A pause, then: “That moron Lotus Bud called me.” Lotus Bud, usually abbreviated to LB, was the sergeant who ran the slum, more or less single-handed.
“Yes.”
“He said he found something of yours there, among the debris.”
“Huh? Mine? I haven’t been to KTC for years.”
“Whatever. He says he can’t hold it for long but it might be confidential.”
“Hold what?”
“He didn’t say. But you know what he’s like-a moron, but a cunning one. And that’s the first time he’s called me for about a decade-so I suppose you’d better take it seriously.”

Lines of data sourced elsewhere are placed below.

use std::collections::HashSet;
use std::io;
use std::path::{Path, PathBuf};

use thiserror::Error;

use super::import_logger::{ImportLogger, ImportStage};
use crate::audio::domain::audio_reader::AudioReader;
use crate::audio::domain::speech_recognizer::SpeechRecognizer;
use crate::lyrics::domain::lrc_formatter::LrcFormatter;
use crate::lyrics::domain::transcript_segment::TranscriptSegment;
use crate::session::domain::app_state::AppState;
use crate::session::domain::song::Song;
use crate::shared::constants::{AUDIO_EXTENSIONS, WHISPER_SAMPLE_RATE};
use crate::shared::scratch_dir::ScratchDir;
use crate::sync::domain::playback_sync::SyncError;

#[derive(Error, Debug)]
pub enum ImportError {
    #[error("unsupported audio format '{0}' (expected mp3 or wav)")]
    UnsupportedFormat(String),
    #[error("path has no usable file name: {0}")]
    InvalidName(PathBuf),
    #[error("failed to save upload: {0}")]
    Scratch(#[source] io::Error),
    #[error("could not read audio metadata: {0}")]
    Probe(String),
    #[error("could not decode audio: {0}")]
    Decode(String),
    #[error("file contains no audio stream")]
    NoAudio,
    #[error("transcription failed: {0}")]
    Transcription(String),
    #[error(transparent)]
    Duration(#[from] SyncError),
}

#[derive(Debug)]
pub struct ImportFailure {
    pub name: String,
    pub error: ImportError,
}

/// Outcome of one batch, in input order within each list.
#[derive(Debug, Default)]
pub struct ImportReport {
    pub imported: Vec<String>,
    pub duplicates: Vec<String>,
    pub failures: Vec<ImportFailure>,
}

impl ImportReport {
    pub fn is_clean(&self) -> bool {
        self.failures.is_empty()
    }
}

/// Turns uploaded audio files into playlist songs.
///
/// Per file: save to scratch, probe duration, decode and transcribe,
/// format the segments as canonical lyrics, and append to the playlist.
/// Files run one at a time; a failure is recorded and the batch continues.
pub struct ImportSongsUseCase {
    reader: Box<dyn AudioReader>,
    recognizer: Box<dyn SpeechRecognizer>,
    scratch: ScratchDir,
    language: String,
    logger: Box<dyn ImportLogger>,
}

impl ImportSongsUseCase {
    pub fn new(
        reader: Box<dyn AudioReader>,
        recognizer: Box<dyn SpeechRecognizer>,
        scratch: ScratchDir,
        language: impl Into<String>,
        logger: Box<dyn ImportLogger>,
    ) -> Self {
        Self {
            reader,
            recognizer,
            scratch,
            language: language.into(),
            logger,
        }
    }

    pub fn execute(&mut self, paths: &[PathBuf], state: &mut AppState) -> ImportReport {
        let mut report = ImportReport::default();
        let mut seen = HashSet::new();

        for path in paths {
            let name = match file_name(path) {
                Ok(name) => name,
                Err(error) => {
                    let name = path.display().to_string();
                    self.logger.failed(&name, &error.to_string());
                    report.failures.push(ImportFailure { name, error });
                    continue;
                }
            };

            if state.playlist().contains(&name) || !seen.insert(name.clone()) {
                self.logger.duplicate(&name);
                report.duplicates.push(name);
                continue;
            }

            match self.process(path, &name) {
                Ok(song) => {
                    self.logger.completed(&name, song.track().len());
                    state.add_song(song);
                    report.imported.push(name);
                }
                Err(error) => {
                    self.logger.failed(&name, &error.to_string());
                    report.failures.push(ImportFailure { name, error });
                }
            }
        }

        self.logger.summary();
        report
    }

    /// Run the full pipeline for one file without touching any playlist.
    pub fn process(&mut self, path: &Path, name: &str) -> Result<Song, ImportError> {
        check_extension(path)?;

        self.logger.stage(name, ImportStage::Saving);
        let stored = self
            .scratch
            .store(path, name)
            .map_err(ImportError::Scratch)?;

        self.logger.stage(name, ImportStage::Probing);
        let duration = self
            .reader
            .probe_duration(&stored)
            .map_err(|e| ImportError::Probe(e.to_string()))?;
        if !(duration > 0.0) {
            return Err(SyncError::NonPositiveDuration(duration).into());
        }

        self.logger.stage(name, ImportStage::Transcribing);
        let audio = self
            .reader
            .read_audio(&stored, WHISPER_SAMPLE_RATE)
            .map_err(|e| ImportError::Decode(e.to_string()))?
            .ok_or(ImportError::NoAudio)?;
        let mut segments = self
            .recognizer
            .transcribe(&audio, &self.language)
            .map_err(|e| ImportError::Transcription(e.to_string()))?;

        self.logger.stage(name, ImportStage::Formatting);
        TranscriptSegment::sort_by_start(&mut segments);
        let lyrics = LrcFormatter::format(&segments);

        Ok(Song::new(name, stored, duration, lyrics)?)
    }
}

fn file_name(path: &Path) -> Result<String, ImportError> {
    path.file_name()
        .map(|n| n.to_string_lossy().into_owned())
        .filter(|n| !n.is_empty())
        .ok_or_else(|| ImportError::InvalidName(path.to_path_buf()))
}

fn check_extension(path: &Path) -> Result<(), ImportError> {
    let ext = path
        .extension()
        .and_then(|e| e.to_str())
        .map(|e| e.to_lowercase())
        .unwrap_or_default();
    if AUDIO_EXTENSIONS.contains(&ext.as_str()) {
        Ok(())
    } else {
        Err(ImportError::UnsupportedFormat(ext))
    }
}

#[cfg(test)]
mod tests {
    use super::*;
    use crate::audio::domain::audio_segment::AudioSegment;
    use crate::pipeline::import_logger::NullImportLogger;
    use rstest::rstest;
    use std::fs;
    use std::sync::{Arc, Mutex};
    use tempfile::TempDir;

    // ─── Stubs ───

    struct StubAudioReader {
        duration: f64,
        has_audio: bool,
        decode_fails: bool,
    }

    impl AudioReader for StubAudioReader {
        fn probe_duration(&self, _: &Path) -> Result<f64, Box<dyn std::error::Error>> {
            Ok(self.duration)
        }

        fn read_audio(
            &self,
            _: &Path,
            rate: u32,
        ) -> Result<Option<AudioSegment>, Box<dyn std::error::Error>> {
            if self.decode_fails {
                return Err("invalid data found when processing input".into());
            }
            Ok(self
                .has_audio
                .then(|| AudioSegment::new(vec![0.0; rate as usize], rate, 1)))
        }
    }

    /// Returns fixed segments (or a fixed error) and records each call.
    struct StubRecognizer {
        segments: Vec<TranscriptSegment>,
        fail: bool,
        calls: Arc<Mutex<usize>>,
        languages: Arc<Mutex<Vec<String>>>,
    }

    impl SpeechRecognizer for StubRecognizer {
        fn transcribe(
            &self,
            _: &AudioSegment,
            language: &str,
        ) -> Result<Vec<TranscriptSegment>, Box<dyn std::error::Error>> {
            *self.calls.lock().unwrap() += 1;
            self.languages.lock().unwrap().push(language.to_string());
            if self.fail {
                return Err("CUDA out of memory".into());
            }
            Ok(self.segments.clone())
        }
    }

    struct Fixture {
        _tmp: TempDir,
        upload_dir: PathBuf,
        scratch_dir: PathBuf,
        calls: Arc<Mutex<usize>>,
        languages: Arc<Mutex<Vec<String>>>,
    }

    impl Fixture {
        fn new() -> Self {
            let tmp = TempDir::new().unwrap();
            let upload_dir = tmp.path().join("uploads");
            fs::create_dir_all(&upload_dir).unwrap();
            let scratch_dir = tmp.path().join("scratch");
            Self {
                _tmp: tmp,
                upload_dir,
                scratch_dir,
                calls: Arc::new(Mutex::new(0)),
                languages: Arc::new(Mutex::new(Vec::new())),
            }
        }

        fn upload(&self, name: &str) -> PathBuf {
            let path = self.upload_dir.join(name);
            fs::write(&path, b"audio bytes").unwrap();
            path
        }

        fn use_case(&self, duration: f64, fail: bool) -> ImportSongsUseCase {
            ImportSongsUseCase::new(
                Box::new(StubAudioReader {
                    duration,
                    has_audio: true,
                    decode_fails: false,
                }),
                Box::new(StubRecognizer {
                    segments: vec![
                        TranscriptSegment::new(65.5, "world"),
                        TranscriptSegment::new(0.0, " Hello "),
                    ],
                    fail,
                    calls: self.calls.clone(),
                    languages: self.languages.clone(),
                }),
                ScratchDir::new(&self.scratch_dir),
                "en",
                Box::new(NullImportLogger),
            )
        }
    }

    #[test]
    fn test_import_builds_song() {
        let fx = Fixture::new();
        let mut state = AppState::new();
        let report = fx
            .use_case(180.0, false)
            .execute(&[fx.upload("song.mp3")], &mut state);

        assert_eq!(report.imported, vec!["song.mp3"]);
        assert!(report.is_clean());

        let song = state.playlist().get(0).unwrap();
        assert_eq!(song.lyrics_text(), "[00:00.00]Hello\n[01:05.50]world");
        assert_eq!(song.audio_path(), fx.scratch_dir.join("song.mp3"));
        assert!(song.audio_path().exists());
        assert_eq!(song.duration_seconds(), 180.0);
        assert_eq!(*fx.languages.lock().unwrap(), vec!["en"]);
    }

    #[test]
    fn test_reupload_is_skipped_without_transcribing() {
        let fx = Fixture::new();
        let mut state = AppState::new();
        let mut uc = fx.use_case(180.0, false);
        uc.execute(&[fx.upload("song.mp3")], &mut state);
        let report = uc.execute(&[fx.upload("song.mp3")], &mut state);

        assert!(report.imported.is_empty());
        assert_eq!(report.duplicates, vec!["song.mp3"]);
        assert_eq!(state.playlist().len(), 1);
        assert_eq!(*fx.calls.lock().unwrap(), 1);
    }

    #[test]
    fn test_duplicate_within_batch_processed_once() {
        let fx = Fixture::new();
        let mut state = AppState::new();
        let path = fx.upload("twice.wav");
        let report = fx
            .use_case(60.0, false)
            .execute(&[path.clone(), path], &mut state);

        assert_eq!(report.imported, vec!["twice.wav"]);
        assert_eq!(report.duplicates, vec!["twice.wav"]);
        assert_eq!(*fx.calls.lock().unwrap(), 1);
    }

    #[rstest]
    #[case::flac("song.flac")]
    #[case::no_extension("song")]
    #[case::text("lyrics.txt")]
    fn test_unsupported_format(#[case] name: &str) {
        let fx = Fixture::new();
        let mut state = AppState::new();
        let report = fx
            .use_case(60.0, false)
            .execute(&[fx.upload(name)], &mut state);

        assert_eq!(report.failures.len(), 1);
        assert!(matches!(
            report.failures[0].error,
            ImportError::UnsupportedFormat(_)
        ));
        assert_eq!(*fx.calls.lock().unwrap(), 0);
        assert!(state.playlist().is_empty());
    }

    #[test]
    fn test_extension_is_case_insensitive() {
        let fx = Fixture::new();
        let mut state = AppState::new();
        let report = fx
            .use_case(60.0, false)
            .execute(&[fx.upload("LOUD.MP3")], &mut state);
        assert_eq!(report.imported, vec!["LOUD.MP3"]);
    }

    #[test]
    fn test_transcription_failure_does_not_stop_batch() {
        let fx = Fixture::new();
        let mut state = AppState::new();
        let report = fx.use_case(60.0, true).execute(
            &[fx.upload("a.mp3"), fx.upload("b.wav")],
            &mut state,
        );

        assert_eq!(report.failures.len(), 2);
        assert_eq!(report.failures[0].name, "a.mp3");
        assert_eq!(report.failures[1].name, "b.wav");
        assert!(report.failures[0]
            .error
            .to_string()
            .contains("CUDA out of memory"));
        assert_eq!(*fx.calls.lock().unwrap(), 2);
        assert!(state.playlist().is_empty());
    }

    #[test]
    fn test_failed_file_is_retried_next_batch() {
        let fx = Fixture::new();
        let mut state = AppState::new();
        let path = fx.upload("a.mp3");
        fx.use_case(60.0, true).execute(&[path.clone()], &mut state);
        let report = fx.use_case(60.0, false).execute(&[path], &mut state);
        assert_eq!(report.imported, vec!["a.mp3"]);
    }

    #[rstest]
    #[case::zero(0.0)]
    #[case::negative(-3.0)]
    #[case::nan(f64::NAN)]
    fn test_bad_duration_is_rejected_before_transcribing(#[case] duration: f64) {
        let fx = Fixture::new();
        let mut state = AppState::new();
        let report = fx
            .use_case(duration, false)
            .execute(&[fx.upload("silent.wav")], &mut state);
        assert!(matches!(
            report.failures[0].error,
            ImportError::Duration(SyncError::NonPositiveDuration(_))
        ));
        assert_eq!(*fx.calls.lock().unwrap(), 0);
        assert!(state.playlist().is_empty());
    }

    #[test]
    fn test_decode_failure_is_reported_as_decode() {
        let fx = Fixture::new();
        let mut state = AppState::new();
        let mut uc = ImportSongsUseCase::new(
            Box::new(StubAudioReader {
                duration: 10.0,
                has_audio: true,
                decode_fails: true,
            }),
            Box::new(StubRecognizer {
                segments: vec![],
                fail: false,
                calls: fx.calls.clone(),
                languages: fx.languages.clone(),
            }),
            ScratchDir::new(&fx.scratch_dir),
            "en",
            Box::new(NullImportLogger),
        );
        let report = uc.execute(&[fx.upload("broken.mp3")], &mut state);
        assert!(matches!(report.failures[0].error, ImportError::Decode(_)));
        assert!(report.failures[0]
            .error
            .to_string()
            .starts_with("could not decode audio"));
        assert_eq!(*fx.calls.lock().unwrap(), 0);
    }

    #[test]
    fn test_missing_file_reports_scratch_error() {
        let fx = Fixture::new();
        let mut state = AppState::new();
        let report = fx
            .use_case(60.0, false)
            .execute(&[fx.upload_dir.join("ghost.mp3")], &mut state);
        assert!(matches!(report.failures[0].error, ImportError::Scratch(_)));
    }

    #[test]
    fn test_no_audio_stream() {
        let fx = Fixture::new();
        let mut state = AppState::new();
        let mut uc = ImportSongsUseCase::new(
            Box::new(StubAudioReader {
                duration: 10.0,
                has_audio: false,
                decode_fails: false,
            }),
            Box::new(StubRecognizer {
                segments: vec![],
                fail: false,
                calls: fx.calls.clone(),
                languages: fx.languages.clone(),
            }),
            ScratchDir::new(&fx.scratch_dir),
            "en",
            Box::new(NullImportLogger),
        );
        let report = uc.execute(&[fx.upload("empty.wav")], &mut state);
        assert!(matches!(report.failures[0].error, ImportError::NoAudio));
    }
}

“Yes, sir,” I said. I did not move, though. This is a tactic I developed years ago to solve the problem of the boss who doesn’t answer questions. He returned to his desk and pretended to get on with some paperwork, while I waited. When he engaged my eyes I said, “It’s related, isn’t it? It must be, or you wouldn’t be bothering with it.”
He started to say, Related to what? then grunted. “You don’t want to know, not yet.”
“I do.”
He sat silent for a long time, looking at me as if he could not decide what I was, a pawn to be sacrificed in a war game, or one of the few people he’s ever been close to. He coughed. “I think Inspector Krom told you how sensitive your case is right now.” He covered his embarrassment by turning pompous. “A certain power unit north of here is interested in the progress of your inquiry. From time to time they”-here he dumped pomposity to reveal anger-“throw me a little hint or two. Just get over there, will you?”
“Yessir,” I said. Such is the nature of the feudal mind that I am saddened my lord and master has been brought under the heel of a foreign power. I ought to be delighted at the possibilities of freedom that are opening up before my eyes, but I’m not. Anyway, foreign powers never really bring freedom, only chaos. Isn’t that true, R?